----- Data shown -----

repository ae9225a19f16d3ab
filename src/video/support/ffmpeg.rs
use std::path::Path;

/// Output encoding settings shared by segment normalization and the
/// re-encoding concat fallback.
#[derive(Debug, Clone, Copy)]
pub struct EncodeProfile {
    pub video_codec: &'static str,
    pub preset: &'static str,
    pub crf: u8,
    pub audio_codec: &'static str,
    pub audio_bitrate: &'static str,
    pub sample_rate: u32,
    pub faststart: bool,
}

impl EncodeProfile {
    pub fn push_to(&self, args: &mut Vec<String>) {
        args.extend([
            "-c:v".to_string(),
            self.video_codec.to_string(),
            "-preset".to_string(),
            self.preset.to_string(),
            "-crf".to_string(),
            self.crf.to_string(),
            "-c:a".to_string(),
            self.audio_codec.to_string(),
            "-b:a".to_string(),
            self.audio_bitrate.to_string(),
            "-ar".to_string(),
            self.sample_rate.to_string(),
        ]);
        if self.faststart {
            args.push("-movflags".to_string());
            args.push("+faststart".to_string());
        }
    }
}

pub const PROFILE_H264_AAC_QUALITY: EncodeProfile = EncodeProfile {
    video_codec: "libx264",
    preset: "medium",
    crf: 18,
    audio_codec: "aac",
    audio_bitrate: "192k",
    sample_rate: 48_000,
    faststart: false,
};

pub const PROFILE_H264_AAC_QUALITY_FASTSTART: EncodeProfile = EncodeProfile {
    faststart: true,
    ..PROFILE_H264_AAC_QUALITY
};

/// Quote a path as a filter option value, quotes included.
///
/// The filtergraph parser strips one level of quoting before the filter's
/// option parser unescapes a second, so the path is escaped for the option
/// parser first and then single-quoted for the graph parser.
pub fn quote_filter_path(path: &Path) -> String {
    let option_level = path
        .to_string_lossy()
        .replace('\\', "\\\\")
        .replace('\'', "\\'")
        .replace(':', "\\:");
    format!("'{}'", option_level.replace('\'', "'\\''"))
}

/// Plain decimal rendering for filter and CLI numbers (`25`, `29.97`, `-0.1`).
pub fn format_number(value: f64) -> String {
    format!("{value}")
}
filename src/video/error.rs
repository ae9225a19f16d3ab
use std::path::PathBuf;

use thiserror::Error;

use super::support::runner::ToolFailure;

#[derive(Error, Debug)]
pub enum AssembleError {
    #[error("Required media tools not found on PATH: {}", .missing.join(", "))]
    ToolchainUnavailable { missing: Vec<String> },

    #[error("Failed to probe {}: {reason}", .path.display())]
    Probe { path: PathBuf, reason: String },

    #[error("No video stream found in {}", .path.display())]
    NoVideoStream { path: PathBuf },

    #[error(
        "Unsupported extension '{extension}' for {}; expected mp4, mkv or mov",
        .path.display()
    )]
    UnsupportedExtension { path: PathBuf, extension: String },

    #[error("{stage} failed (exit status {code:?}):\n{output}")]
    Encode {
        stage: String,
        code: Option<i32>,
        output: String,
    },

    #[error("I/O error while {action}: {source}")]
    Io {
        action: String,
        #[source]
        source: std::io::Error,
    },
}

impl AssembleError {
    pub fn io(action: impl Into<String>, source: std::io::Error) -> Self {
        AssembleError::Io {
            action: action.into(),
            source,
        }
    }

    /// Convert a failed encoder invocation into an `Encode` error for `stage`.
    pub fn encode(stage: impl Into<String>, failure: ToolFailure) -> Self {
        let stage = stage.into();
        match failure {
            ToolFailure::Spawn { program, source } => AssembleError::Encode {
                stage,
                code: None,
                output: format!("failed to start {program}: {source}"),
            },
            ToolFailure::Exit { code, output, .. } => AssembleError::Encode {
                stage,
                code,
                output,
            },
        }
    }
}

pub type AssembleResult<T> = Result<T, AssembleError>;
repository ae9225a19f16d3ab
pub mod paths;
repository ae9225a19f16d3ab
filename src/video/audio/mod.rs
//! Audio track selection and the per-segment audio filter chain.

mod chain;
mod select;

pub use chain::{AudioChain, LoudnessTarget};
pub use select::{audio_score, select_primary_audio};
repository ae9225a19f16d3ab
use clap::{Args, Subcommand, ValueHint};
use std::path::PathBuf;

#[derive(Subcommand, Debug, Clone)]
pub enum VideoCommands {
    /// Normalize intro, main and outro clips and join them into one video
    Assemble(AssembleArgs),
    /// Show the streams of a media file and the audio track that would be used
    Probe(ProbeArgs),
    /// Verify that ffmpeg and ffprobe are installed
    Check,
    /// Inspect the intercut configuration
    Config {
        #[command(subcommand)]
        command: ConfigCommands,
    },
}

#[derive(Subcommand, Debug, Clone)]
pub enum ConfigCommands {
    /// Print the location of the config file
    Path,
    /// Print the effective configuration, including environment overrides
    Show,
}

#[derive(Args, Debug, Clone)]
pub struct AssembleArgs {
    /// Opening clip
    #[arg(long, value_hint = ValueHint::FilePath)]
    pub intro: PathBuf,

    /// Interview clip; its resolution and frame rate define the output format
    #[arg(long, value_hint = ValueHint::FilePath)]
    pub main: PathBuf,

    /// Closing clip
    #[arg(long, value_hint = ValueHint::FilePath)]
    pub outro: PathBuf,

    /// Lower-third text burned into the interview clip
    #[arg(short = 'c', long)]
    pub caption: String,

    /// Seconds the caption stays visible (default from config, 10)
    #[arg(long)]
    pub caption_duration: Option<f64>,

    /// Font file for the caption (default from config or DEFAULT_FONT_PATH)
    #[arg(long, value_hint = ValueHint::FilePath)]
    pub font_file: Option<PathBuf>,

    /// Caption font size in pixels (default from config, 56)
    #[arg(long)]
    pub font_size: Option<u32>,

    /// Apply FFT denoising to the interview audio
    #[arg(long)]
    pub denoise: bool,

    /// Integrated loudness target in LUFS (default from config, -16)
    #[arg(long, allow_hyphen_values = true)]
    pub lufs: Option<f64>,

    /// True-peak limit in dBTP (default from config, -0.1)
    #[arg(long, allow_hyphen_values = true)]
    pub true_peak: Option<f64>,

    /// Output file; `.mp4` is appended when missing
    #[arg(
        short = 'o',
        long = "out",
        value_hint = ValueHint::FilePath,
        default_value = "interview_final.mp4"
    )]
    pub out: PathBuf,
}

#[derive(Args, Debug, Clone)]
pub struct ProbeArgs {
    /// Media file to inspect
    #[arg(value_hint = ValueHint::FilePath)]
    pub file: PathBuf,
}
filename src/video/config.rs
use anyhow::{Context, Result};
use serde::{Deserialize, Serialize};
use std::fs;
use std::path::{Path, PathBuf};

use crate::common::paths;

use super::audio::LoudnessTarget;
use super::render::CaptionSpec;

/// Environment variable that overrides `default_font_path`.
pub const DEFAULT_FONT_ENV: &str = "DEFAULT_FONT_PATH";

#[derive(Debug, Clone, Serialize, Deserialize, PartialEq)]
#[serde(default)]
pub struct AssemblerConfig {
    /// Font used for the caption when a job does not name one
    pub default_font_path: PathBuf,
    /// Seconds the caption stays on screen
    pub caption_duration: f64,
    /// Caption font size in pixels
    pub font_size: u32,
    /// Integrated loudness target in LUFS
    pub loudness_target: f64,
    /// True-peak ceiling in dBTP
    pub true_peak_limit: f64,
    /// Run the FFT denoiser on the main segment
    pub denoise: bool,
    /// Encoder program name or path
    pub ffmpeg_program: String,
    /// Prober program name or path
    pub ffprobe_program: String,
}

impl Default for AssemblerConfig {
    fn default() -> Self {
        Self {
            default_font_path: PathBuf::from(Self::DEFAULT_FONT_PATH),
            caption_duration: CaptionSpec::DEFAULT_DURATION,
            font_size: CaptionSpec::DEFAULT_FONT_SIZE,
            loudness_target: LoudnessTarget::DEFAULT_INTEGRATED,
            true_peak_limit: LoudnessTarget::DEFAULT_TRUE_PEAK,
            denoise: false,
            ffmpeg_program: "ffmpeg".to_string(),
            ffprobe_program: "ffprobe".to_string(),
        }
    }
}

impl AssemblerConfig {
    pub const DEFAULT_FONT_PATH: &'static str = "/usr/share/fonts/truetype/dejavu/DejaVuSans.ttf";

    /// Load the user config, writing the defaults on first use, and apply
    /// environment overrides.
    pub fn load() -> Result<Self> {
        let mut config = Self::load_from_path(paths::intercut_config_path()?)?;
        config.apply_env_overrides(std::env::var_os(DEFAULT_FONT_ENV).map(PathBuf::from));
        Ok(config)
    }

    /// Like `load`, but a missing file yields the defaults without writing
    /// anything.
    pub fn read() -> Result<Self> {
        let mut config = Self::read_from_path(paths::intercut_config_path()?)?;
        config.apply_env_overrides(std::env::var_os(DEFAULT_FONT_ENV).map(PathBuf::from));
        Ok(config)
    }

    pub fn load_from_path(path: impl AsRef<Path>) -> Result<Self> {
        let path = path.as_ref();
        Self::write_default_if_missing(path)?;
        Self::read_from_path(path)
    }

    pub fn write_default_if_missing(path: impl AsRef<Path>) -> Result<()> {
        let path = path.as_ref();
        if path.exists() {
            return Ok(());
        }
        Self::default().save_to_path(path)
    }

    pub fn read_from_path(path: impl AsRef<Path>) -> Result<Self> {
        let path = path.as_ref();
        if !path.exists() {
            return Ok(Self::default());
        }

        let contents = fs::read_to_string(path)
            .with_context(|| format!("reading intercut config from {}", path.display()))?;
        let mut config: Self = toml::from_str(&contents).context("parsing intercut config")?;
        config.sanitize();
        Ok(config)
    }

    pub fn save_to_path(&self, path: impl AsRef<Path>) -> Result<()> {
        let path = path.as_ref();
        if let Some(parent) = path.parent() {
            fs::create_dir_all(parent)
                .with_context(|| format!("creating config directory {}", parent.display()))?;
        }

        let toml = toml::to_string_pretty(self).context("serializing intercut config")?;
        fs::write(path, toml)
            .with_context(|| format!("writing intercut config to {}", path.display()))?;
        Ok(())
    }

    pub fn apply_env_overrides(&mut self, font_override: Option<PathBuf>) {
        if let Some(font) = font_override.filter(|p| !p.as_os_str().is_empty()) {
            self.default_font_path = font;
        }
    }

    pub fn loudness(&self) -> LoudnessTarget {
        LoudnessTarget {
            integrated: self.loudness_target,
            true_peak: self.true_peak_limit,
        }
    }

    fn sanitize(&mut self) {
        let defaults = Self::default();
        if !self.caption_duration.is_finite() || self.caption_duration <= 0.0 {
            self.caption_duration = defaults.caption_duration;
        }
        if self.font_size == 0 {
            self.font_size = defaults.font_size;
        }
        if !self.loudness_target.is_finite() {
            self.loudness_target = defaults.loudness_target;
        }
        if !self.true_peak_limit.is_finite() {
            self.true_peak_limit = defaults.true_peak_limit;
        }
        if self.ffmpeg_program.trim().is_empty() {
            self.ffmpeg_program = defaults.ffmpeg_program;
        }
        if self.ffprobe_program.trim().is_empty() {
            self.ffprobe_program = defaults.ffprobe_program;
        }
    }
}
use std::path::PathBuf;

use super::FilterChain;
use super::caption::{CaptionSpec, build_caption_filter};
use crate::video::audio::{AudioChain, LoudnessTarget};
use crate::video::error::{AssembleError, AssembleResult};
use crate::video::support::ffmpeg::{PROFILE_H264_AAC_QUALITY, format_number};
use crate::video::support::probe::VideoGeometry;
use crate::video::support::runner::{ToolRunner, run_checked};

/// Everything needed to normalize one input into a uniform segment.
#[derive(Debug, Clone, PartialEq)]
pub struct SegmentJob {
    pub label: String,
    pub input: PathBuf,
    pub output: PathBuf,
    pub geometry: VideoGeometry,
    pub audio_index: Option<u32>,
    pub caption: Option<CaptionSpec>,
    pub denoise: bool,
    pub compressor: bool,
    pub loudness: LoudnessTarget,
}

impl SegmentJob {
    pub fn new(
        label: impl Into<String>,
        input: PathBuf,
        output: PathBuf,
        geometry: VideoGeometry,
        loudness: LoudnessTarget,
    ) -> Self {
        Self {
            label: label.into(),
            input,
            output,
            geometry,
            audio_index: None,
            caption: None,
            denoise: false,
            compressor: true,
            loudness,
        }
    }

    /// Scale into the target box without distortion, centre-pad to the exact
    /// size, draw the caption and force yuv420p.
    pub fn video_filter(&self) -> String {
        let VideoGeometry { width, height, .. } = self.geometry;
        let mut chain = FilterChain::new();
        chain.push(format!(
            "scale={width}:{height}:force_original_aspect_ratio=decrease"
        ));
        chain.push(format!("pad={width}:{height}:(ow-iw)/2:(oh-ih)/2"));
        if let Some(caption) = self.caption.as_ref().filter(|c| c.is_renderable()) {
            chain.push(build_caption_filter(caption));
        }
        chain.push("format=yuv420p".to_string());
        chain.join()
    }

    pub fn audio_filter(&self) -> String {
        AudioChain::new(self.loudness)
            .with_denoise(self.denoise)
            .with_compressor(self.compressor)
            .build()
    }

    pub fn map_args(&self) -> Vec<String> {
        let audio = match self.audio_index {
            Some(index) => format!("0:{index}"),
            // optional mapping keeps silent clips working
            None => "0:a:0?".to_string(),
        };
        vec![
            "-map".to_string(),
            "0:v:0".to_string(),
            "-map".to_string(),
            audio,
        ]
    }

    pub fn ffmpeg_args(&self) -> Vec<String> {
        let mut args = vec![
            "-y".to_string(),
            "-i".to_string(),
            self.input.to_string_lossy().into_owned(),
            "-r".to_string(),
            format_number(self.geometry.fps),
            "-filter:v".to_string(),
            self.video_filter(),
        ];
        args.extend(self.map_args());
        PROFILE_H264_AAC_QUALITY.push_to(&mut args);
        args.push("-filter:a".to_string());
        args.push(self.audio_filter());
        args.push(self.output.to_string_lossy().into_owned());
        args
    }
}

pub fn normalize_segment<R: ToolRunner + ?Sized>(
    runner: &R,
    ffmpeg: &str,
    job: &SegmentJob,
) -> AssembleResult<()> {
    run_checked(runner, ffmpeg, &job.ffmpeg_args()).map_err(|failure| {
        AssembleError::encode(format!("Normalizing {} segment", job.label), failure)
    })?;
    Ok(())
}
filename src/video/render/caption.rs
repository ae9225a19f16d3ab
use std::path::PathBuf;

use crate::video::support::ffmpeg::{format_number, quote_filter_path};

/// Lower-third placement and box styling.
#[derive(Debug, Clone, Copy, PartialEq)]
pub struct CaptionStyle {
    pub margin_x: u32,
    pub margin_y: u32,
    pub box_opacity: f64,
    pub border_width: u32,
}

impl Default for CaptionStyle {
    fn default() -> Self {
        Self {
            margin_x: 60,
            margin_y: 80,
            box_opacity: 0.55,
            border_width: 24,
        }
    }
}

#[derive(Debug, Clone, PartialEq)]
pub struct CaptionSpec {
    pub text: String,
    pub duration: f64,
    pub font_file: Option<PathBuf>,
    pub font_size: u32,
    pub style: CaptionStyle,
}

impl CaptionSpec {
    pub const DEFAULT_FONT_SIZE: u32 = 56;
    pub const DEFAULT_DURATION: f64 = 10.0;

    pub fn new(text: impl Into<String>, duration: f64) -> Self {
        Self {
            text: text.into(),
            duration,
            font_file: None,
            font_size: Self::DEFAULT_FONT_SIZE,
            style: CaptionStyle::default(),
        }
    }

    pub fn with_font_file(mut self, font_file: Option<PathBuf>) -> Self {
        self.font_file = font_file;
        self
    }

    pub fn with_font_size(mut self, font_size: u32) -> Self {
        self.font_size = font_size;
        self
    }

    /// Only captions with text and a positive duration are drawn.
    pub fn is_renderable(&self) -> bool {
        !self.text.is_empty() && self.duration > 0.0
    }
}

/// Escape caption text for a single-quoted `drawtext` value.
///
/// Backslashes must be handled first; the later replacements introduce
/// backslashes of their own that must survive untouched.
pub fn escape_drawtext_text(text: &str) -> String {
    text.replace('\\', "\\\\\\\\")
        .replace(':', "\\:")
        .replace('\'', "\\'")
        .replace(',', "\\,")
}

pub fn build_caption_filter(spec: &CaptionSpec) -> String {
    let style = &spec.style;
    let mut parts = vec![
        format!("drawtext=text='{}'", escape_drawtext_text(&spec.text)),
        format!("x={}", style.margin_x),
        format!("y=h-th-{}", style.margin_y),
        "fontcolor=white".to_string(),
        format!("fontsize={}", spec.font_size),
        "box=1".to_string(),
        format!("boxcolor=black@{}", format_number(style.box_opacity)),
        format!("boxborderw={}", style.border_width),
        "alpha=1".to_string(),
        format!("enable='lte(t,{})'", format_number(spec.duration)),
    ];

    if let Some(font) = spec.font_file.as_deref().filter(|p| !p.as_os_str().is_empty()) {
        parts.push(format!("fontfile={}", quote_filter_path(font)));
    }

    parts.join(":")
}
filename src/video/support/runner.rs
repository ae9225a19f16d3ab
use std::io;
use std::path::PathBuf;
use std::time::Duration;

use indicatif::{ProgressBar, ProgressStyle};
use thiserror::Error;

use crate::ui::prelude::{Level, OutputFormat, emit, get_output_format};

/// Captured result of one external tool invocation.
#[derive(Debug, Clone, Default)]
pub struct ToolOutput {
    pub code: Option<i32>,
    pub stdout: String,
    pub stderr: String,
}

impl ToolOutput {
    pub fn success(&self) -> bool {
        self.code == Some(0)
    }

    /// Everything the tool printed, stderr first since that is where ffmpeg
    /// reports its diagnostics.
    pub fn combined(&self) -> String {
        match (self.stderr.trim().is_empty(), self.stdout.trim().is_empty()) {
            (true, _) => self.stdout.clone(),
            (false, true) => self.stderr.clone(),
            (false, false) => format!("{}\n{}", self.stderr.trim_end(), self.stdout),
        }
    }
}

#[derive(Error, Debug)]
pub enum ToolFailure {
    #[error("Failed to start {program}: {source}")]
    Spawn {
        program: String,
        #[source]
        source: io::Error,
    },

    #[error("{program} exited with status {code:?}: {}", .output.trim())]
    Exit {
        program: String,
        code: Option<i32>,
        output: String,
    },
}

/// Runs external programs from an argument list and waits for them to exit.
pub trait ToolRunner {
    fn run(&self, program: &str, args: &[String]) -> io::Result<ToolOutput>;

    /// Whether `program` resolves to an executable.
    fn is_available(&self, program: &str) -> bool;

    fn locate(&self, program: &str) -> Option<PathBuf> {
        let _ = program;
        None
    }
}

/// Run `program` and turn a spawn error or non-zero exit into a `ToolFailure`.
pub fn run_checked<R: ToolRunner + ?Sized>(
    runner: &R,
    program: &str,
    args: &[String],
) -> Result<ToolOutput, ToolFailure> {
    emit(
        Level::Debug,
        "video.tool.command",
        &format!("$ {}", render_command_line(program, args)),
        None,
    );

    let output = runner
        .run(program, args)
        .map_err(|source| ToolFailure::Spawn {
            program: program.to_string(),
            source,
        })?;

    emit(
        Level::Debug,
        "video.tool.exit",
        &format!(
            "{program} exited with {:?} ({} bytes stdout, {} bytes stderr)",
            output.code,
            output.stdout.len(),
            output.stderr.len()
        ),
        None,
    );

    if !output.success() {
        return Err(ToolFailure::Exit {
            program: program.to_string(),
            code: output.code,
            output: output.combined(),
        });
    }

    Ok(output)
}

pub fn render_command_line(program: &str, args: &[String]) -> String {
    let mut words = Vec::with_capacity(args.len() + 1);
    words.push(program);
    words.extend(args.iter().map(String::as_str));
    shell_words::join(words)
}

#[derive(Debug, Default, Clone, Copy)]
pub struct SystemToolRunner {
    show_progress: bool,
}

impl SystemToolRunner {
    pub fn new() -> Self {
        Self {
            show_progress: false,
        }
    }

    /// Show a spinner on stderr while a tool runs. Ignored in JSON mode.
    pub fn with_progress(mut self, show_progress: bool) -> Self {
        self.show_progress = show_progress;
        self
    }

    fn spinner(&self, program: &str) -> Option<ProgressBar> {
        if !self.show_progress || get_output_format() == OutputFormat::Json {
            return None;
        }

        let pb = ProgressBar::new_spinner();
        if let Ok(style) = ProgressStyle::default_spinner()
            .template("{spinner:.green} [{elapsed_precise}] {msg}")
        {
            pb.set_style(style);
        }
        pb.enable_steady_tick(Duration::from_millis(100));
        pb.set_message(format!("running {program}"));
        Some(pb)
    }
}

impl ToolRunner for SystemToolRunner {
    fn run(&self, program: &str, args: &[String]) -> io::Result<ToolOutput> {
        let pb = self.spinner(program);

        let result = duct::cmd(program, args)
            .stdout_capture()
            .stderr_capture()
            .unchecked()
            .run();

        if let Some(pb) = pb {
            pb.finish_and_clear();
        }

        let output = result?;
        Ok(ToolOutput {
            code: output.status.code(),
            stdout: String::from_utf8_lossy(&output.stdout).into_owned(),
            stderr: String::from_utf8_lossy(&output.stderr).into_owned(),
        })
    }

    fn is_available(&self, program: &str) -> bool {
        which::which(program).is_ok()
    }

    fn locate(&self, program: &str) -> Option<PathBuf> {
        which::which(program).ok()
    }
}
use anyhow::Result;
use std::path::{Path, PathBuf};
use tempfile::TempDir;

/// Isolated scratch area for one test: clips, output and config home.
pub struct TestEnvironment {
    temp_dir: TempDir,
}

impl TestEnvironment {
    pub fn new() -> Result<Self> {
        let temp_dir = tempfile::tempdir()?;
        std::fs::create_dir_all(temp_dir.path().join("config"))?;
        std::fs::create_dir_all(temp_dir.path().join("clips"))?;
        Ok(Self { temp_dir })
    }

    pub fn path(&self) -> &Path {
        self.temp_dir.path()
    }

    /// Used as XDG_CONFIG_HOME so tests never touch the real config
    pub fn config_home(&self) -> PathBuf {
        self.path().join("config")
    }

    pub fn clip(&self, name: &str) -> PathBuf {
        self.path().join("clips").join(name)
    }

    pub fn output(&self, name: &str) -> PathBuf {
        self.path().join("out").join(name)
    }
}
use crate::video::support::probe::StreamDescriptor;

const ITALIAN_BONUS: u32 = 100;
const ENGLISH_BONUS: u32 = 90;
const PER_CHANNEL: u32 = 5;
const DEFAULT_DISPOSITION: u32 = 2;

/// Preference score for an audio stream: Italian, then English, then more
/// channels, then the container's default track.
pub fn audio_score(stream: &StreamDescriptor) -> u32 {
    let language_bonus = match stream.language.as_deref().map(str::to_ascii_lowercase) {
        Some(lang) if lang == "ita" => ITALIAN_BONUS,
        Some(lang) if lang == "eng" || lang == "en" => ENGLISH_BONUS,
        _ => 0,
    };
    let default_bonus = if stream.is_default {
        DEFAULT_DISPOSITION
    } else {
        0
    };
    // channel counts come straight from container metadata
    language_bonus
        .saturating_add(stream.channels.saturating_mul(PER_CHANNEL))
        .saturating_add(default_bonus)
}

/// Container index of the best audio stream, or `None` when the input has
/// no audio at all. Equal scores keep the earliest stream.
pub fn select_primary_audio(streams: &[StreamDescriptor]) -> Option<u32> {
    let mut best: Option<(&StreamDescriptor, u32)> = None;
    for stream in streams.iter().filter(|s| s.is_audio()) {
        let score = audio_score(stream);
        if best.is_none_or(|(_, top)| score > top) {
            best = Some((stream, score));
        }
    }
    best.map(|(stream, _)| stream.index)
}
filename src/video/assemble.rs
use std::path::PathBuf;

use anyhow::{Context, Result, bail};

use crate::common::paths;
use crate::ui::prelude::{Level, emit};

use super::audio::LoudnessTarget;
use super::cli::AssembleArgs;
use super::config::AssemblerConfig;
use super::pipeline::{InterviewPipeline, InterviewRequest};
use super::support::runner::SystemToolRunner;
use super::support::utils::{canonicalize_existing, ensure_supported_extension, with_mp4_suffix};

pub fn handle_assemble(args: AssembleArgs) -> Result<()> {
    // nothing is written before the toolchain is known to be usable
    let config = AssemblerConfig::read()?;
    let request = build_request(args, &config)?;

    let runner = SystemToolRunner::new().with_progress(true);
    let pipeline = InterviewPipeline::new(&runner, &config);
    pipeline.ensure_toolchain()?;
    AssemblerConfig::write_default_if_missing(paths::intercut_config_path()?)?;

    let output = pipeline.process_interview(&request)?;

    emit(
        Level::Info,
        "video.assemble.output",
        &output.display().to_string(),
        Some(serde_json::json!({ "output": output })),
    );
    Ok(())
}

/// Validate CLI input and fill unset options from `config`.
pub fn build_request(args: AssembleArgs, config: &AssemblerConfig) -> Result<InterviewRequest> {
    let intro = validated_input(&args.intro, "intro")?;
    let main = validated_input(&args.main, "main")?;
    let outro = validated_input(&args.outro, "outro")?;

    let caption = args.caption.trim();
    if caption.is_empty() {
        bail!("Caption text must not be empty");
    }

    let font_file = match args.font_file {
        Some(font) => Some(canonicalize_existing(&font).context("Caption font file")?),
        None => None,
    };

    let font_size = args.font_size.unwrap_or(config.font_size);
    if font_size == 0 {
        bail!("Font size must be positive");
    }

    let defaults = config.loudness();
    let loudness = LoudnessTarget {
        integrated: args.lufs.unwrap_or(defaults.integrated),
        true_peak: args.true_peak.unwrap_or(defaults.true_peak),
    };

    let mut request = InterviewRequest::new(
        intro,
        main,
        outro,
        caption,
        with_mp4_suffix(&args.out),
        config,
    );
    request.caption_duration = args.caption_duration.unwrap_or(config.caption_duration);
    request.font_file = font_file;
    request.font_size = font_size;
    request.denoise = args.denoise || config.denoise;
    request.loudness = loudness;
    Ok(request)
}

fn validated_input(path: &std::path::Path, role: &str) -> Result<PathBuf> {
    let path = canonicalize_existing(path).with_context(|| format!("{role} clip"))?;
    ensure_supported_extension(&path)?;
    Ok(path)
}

-----

## Work task
Only the lines with the string "compressor" are wanted; pick them out of the records above and copy them.

## Answer to this exercise
    pub compressor: bool,
            compressor: true,
            .with_compressor(self.compressor)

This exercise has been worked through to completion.